六、加强信息安全技术研究开发,推进信息安全产业发展
要采取积极措施,组织和动员各方面力量,密切跟踪世界先进技术的发展,加强信息安全关键技术和相关核心技术的研究开发,提高自主创新能力,促进技术转化,加快产业化进程。要集中力量,加强对密码技术、安全隔离与审计、病毒防范、网络监管、检测与应急处理、信息安全测试与评估、取证、卫星防攻击等关键技术以及相关技术的研究开发。要加强对引进信息技术产品的安全可控技术研究,注意研究应用新技术、新业务可能带来的信息安全问题。要重视研究应用于互联网的信息安全技术,保障互联网的健康发展。
坚持政府引导与市场机制相结合,推动我国信息安全产业的发展,逐步形成基础信息网络和重要信息系统以自主可控设备为主的格局。使用国家财政资金建设的信息化项目,要按照《中华人民共和国政府采购法》的规定采用国产软件、设备和服务。要推进认证认可工作,规范和加强信息安全产品测评认证。建立健全信息安全市场服务体系,为我国信息安全产业发展创造良好的市场环境。
七、加强信息安全法制建设和标准化建设
坚持依法保障和促进信息化健康发展,严格依照现行法律法规,规范网络行为,维护网络秩序。要加强信息安全理论和战略研究,抓紧研究起草《信息安全法》,建立和完善信息安全法律制度,明确社会各方面保障信息安全的责任和义务。要积极参与国际信息网络规则的制定,开展涉及信息网络的国际司法协助。要重视信息安全执法队伍建设,加强对利用网络传播有害信息、危害公众利益和国家安全的违法犯罪活动的打击。
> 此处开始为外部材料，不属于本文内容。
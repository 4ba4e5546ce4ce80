/*!
Persisting trained predictors

A checkpoint is two files: the libtorch weights at the checkpoint path, and a JSON sidecar next to
it (`<path>.json`) holding everything needed to rebuild and use the weights. The sidecar records a
hash of the weights it was written with, and loading rejects a weights file with any other hash, so
a sidecar is never paired with weights from another save.

Both files are written to temporary files first. The previous weights are kept aside until the new
sidecar is in place and are put back if committing fails.
*/
use crate::data::scale::Normalizer;
use crate::lstm::{AirLSTMDesc, Predictor};
use crate::metrics::Metrics;
use crate::train::LossHistory;
use crate::util::stable_hash;
use crate::{Error, Result};
use chrono::{DateTime, Utc};
use serde::{Deserialize, Serialize};
use std::ffi::OsString;
use std::fs::{self, File};
use std::io::{BufReader, BufWriter, Write};
use std::path::{Path, PathBuf};
use tch::Device;

/// Sidecar layout version
pub const FORMAT_VERSION: u32 = 1;

/// What is known about how a model was trained
#[derive(Debug, Clone, PartialEq, Serialize, Deserialize)]
pub struct ModelMeta {
    /// The city whose series the model was trained on
    pub city: String,
    /// When training finished
    pub trained_at: DateTime<Utc>,
    /// Per-epoch losses
    pub history: LossHistory,
    /// The epoch whose parameters were kept
    pub best_epoch: usize,
    /// Validation metrics in physical units
    pub metrics: Option<Metrics>,
}

#[derive(Debug, Serialize, Deserialize)]
struct Sidecar {
    version: u32,
    weights_hash: u64,
    desc: AirLSTMDesc,
    normalizer: Normalizer,
    meta: ModelMeta,
}

/// A loaded checkpoint
#[derive(Debug)]
pub struct Checkpoint {
    /// The trained predictor
    pub predictor: Predictor,
    /// The normalizer its training data was standardized with
    pub normalizer: Normalizer,
    /// Training metadata
    pub meta: ModelMeta,
}

/// The sidecar path for a checkpoint
pub fn sidecar_path(path: &Path) -> PathBuf {
    let mut name = path.as_os_str().to_owned();
    name.push(".json");
    PathBuf::from(name)
}

// Keeps the extension, which selects libtorch's on-disk format
fn hidden_path(path: &Path, tag: &str) -> PathBuf {
    let stem = path.file_stem().unwrap_or_default();
    let mut name = OsString::from(".");
    name.push(stem);
    name.push(".");
    name.push(tag);
    if let Some(ext) = path.extension() {
        name.push(".");
        name.push(ext);
    }
    path.with_file_name(name)
}

fn temp_path(path: &Path) -> PathBuf {
    hidden_path(path, "partial")
}

fn backup_path(path: &Path) -> PathBuf {
    hidden_path(path, "previous")
}

fn write_temp<F>(path: &Path, write: F) -> Result<PathBuf>
where
    F: FnOnce(&Path) -> Result<()>,
{
    let tmp = temp_path(path);
    if let Err(err) = write(&tmp) {
        let _ = fs::remove_file(&tmp);
        return Err(err);
    }
    Ok(tmp)
}

/// Whether a complete checkpoint exists at `path`
pub fn exists(path: &Path) -> bool {
    path.is_file() && sidecar_path(path).is_file()
}

/// Save a trained predictor with the normalizer of its training data
pub fn save(
    path: &Path,
    predictor: &Predictor,
    normalizer: &Normalizer,
    meta: &ModelMeta,
) -> Result<()> {
    if !predictor.is_trained() {
        return Err(Error::NotReady);
    }
    normalizer.validate()?;
    if normalizer.features() != predictor.desc().features {
        return Err(Error::shape(predictor.desc().features, normalizer.features()));
    }
    let weights_tmp = write_temp(path, |tmp| Ok(predictor.var_store().save(tmp)?))?;
    let sidecar = match fs::read(&weights_tmp) {
        Ok(bytes) => Sidecar {
            version: FORMAT_VERSION,
            weights_hash: stable_hash(&bytes),
            desc: predictor.desc().clone(),
            normalizer: normalizer.clone(),
            meta: meta.clone(),
        },
        Err(err) => {
            let _ = fs::remove_file(&weights_tmp);
            return Err(err.into());
        }
    };
    let sidecar_tmp = match write_temp(&sidecar_path(path), |tmp| {
        let mut writer = BufWriter::new(File::create(tmp)?);
        serde_json::to_writer_pretty(&mut writer, &sidecar)?;
        writer.flush()?;
        writer.get_ref().sync_all()?;
        Ok(())
    }) {
        Ok(tmp) => tmp,
        Err(err) => {
            let _ = fs::remove_file(&weights_tmp);
            return Err(err);
        }
    };
    if let Err(err) = commit(path, &weights_tmp, &sidecar_tmp) {
        let _ = fs::remove_file(&weights_tmp);
        let _ = fs::remove_file(&sidecar_tmp);
        return Err(err);
    }
    tracing::info!(path = %path.display(), city = %meta.city, "checkpoint written");
    Ok(())
}

fn commit(path: &Path, weights_tmp: &Path, sidecar_tmp: &Path) -> Result<()> {
    let backup = backup_path(path);
    let had_weights = path.is_file();
    if had_weights {
        fs::rename(path, &backup)?;
    }
    let restore = |err: std::io::Error| -> Error {
        if had_weights {
            if let Err(restore_err) = fs::rename(&backup, path) {
                tracing::error!(
                    path = %path.display(),
                    error = %restore_err,
                    "could not restore the previous weights"
                );
            }
        }
        err.into()
    };
    fs::rename(weights_tmp, path).map_err(restore)?;
    fs::rename(sidecar_tmp, sidecar_path(path)).map_err(restore)?;
    if had_weights {
        let _ = fs::remove_file(&backup);
    }
    Ok(())
}

/// Load a checkpoint onto a device
///
/// Fails with [`Error::CheckpointMismatch`] when the weights on disk are not the ones the sidecar
/// was written with.
pub fn load(path: &Path, device: Device) -> Result<Checkpoint> {
    let reader = BufReader::new(File::open(sidecar_path(path))?);
    let sidecar: Sidecar = serde_json::from_reader(reader)?;
    if sidecar.version != FORMAT_VERSION {
        return Err(Error::Configuration(format!(
            "unsupported checkpoint version {} (expected {})",
            sidecar.version, FORMAT_VERSION
        )));
    }
    sidecar.normalizer.validate()?;
    if sidecar.normalizer.features() != sidecar.desc.features {
        return Err(Error::shape(sidecar.desc.features, sidecar.normalizer.features()));
    }
    let weights_hash = stable_hash(&fs::read(path)?);
    if weights_hash != sidecar.weights_hash {
        return Err(Error::CheckpointMismatch {
            path: path.display().to_string(),
            expected: sidecar.weights_hash,
            actual: weights_hash,
        });
    }
    let mut predictor = Predictor::new(sidecar.desc, device)?;
    predictor.var_store_mut().load(path)?;
    predictor.mark_trained();
    tracing::info!(
        path = %path.display(),
        city = %sidecar.meta.city,
        trained_at = %sidecar.meta.trained_at,
        "checkpoint loaded"
    );
    Ok(Checkpoint {
        predictor,
        normalizer: sidecar.normalizer,
        meta: sidecar.meta,
    })
}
要加强信息安全标准化工作,抓紧制定急需的信息安全管理和技术标准,形成与国际标准相衔接的中国特色的信息安全标准体系。要重视信息安全标准的贯彻实施,充分发挥其基础性、规范性作用。
八、加快信息安全人才培养,增强全民信息安全意识
加强信息安全保障工作,必须有一批高素质的信息安全管理和技术人才。要加强信息安全学科、专业和培训机构建设,加快信息安全人才培养。要采取积极措施,吸引和用好高素质的信息安全管理和技术人才。
加强信息安全宣传教育和网络文明建设。要大力普及信息安全的基础知识和基本技能,重视对各级领导干部的信息安全培训。要开展全社会特别是对青少年的信息安全教育和法律法规教育,增强全民信息安全意识,自觉规范网络行为。
九、保证信息安全资金
信息安全建设是信息化的有机组成部分,必须与信息化同步规划、同步建设。各地区各部门在信息化建设中,要同步考虑信息安全建设,保证信息安全设施的运行维护费用。国家重点支持信息安全的基础性工作和基础设施建设,增加对信息安全保障体系关键技术研究的资金投入,同时要加大存量资金挖掘、使用及整合的力度,充分发挥信息安全保障资金的使用效益。
十、加强对信息安全保障工作的领导,建立健全信息安全管理责任制
信息安全保障工作是一项关系国民经济和社会信息化全局的长期任务。各级党委和政府要充分认识加强信息安全保障工作的重要性和紧迫性,高度重视信息安全保障工作,切实加强对信息安全保障工作的领导。在推进信息化过程中,要始终坚持一手抓信息化发展,一手抓信息安全保障工作。要抓紧建立健全信息安全管理体制,明确主管领导,落实部门责任,各尽其职,常抓不懈。
要建立和落实信息安全管理责任制。公用通信网、广播电视传输网等基础信息网络的安全管理分别由信息产业部和国家广电总局负责。各重要信息系统的安全建设和管理,按照谁主管谁负责、谁运管谁负责的要求,由各主管部门和运营单位负责。对破坏基础信息网络和利用网络传播有害信息、危害公众利益和国家安全等各种违法犯罪活动,由公安、国家安全部门依据职责分工进行查处和打击。中央和国家机关各有关部门要按照职能分工,协同配合,切实履行信息安全管理的职责。国家网络与信息安全协调小组要做好国家信息安全保障的综合协调工作。
各地区各部门要根据本意见精神,结合实际制定实施计划,将信息安全保障工作落到实处。
军队信息安全保障工作,由中央军委作出规定。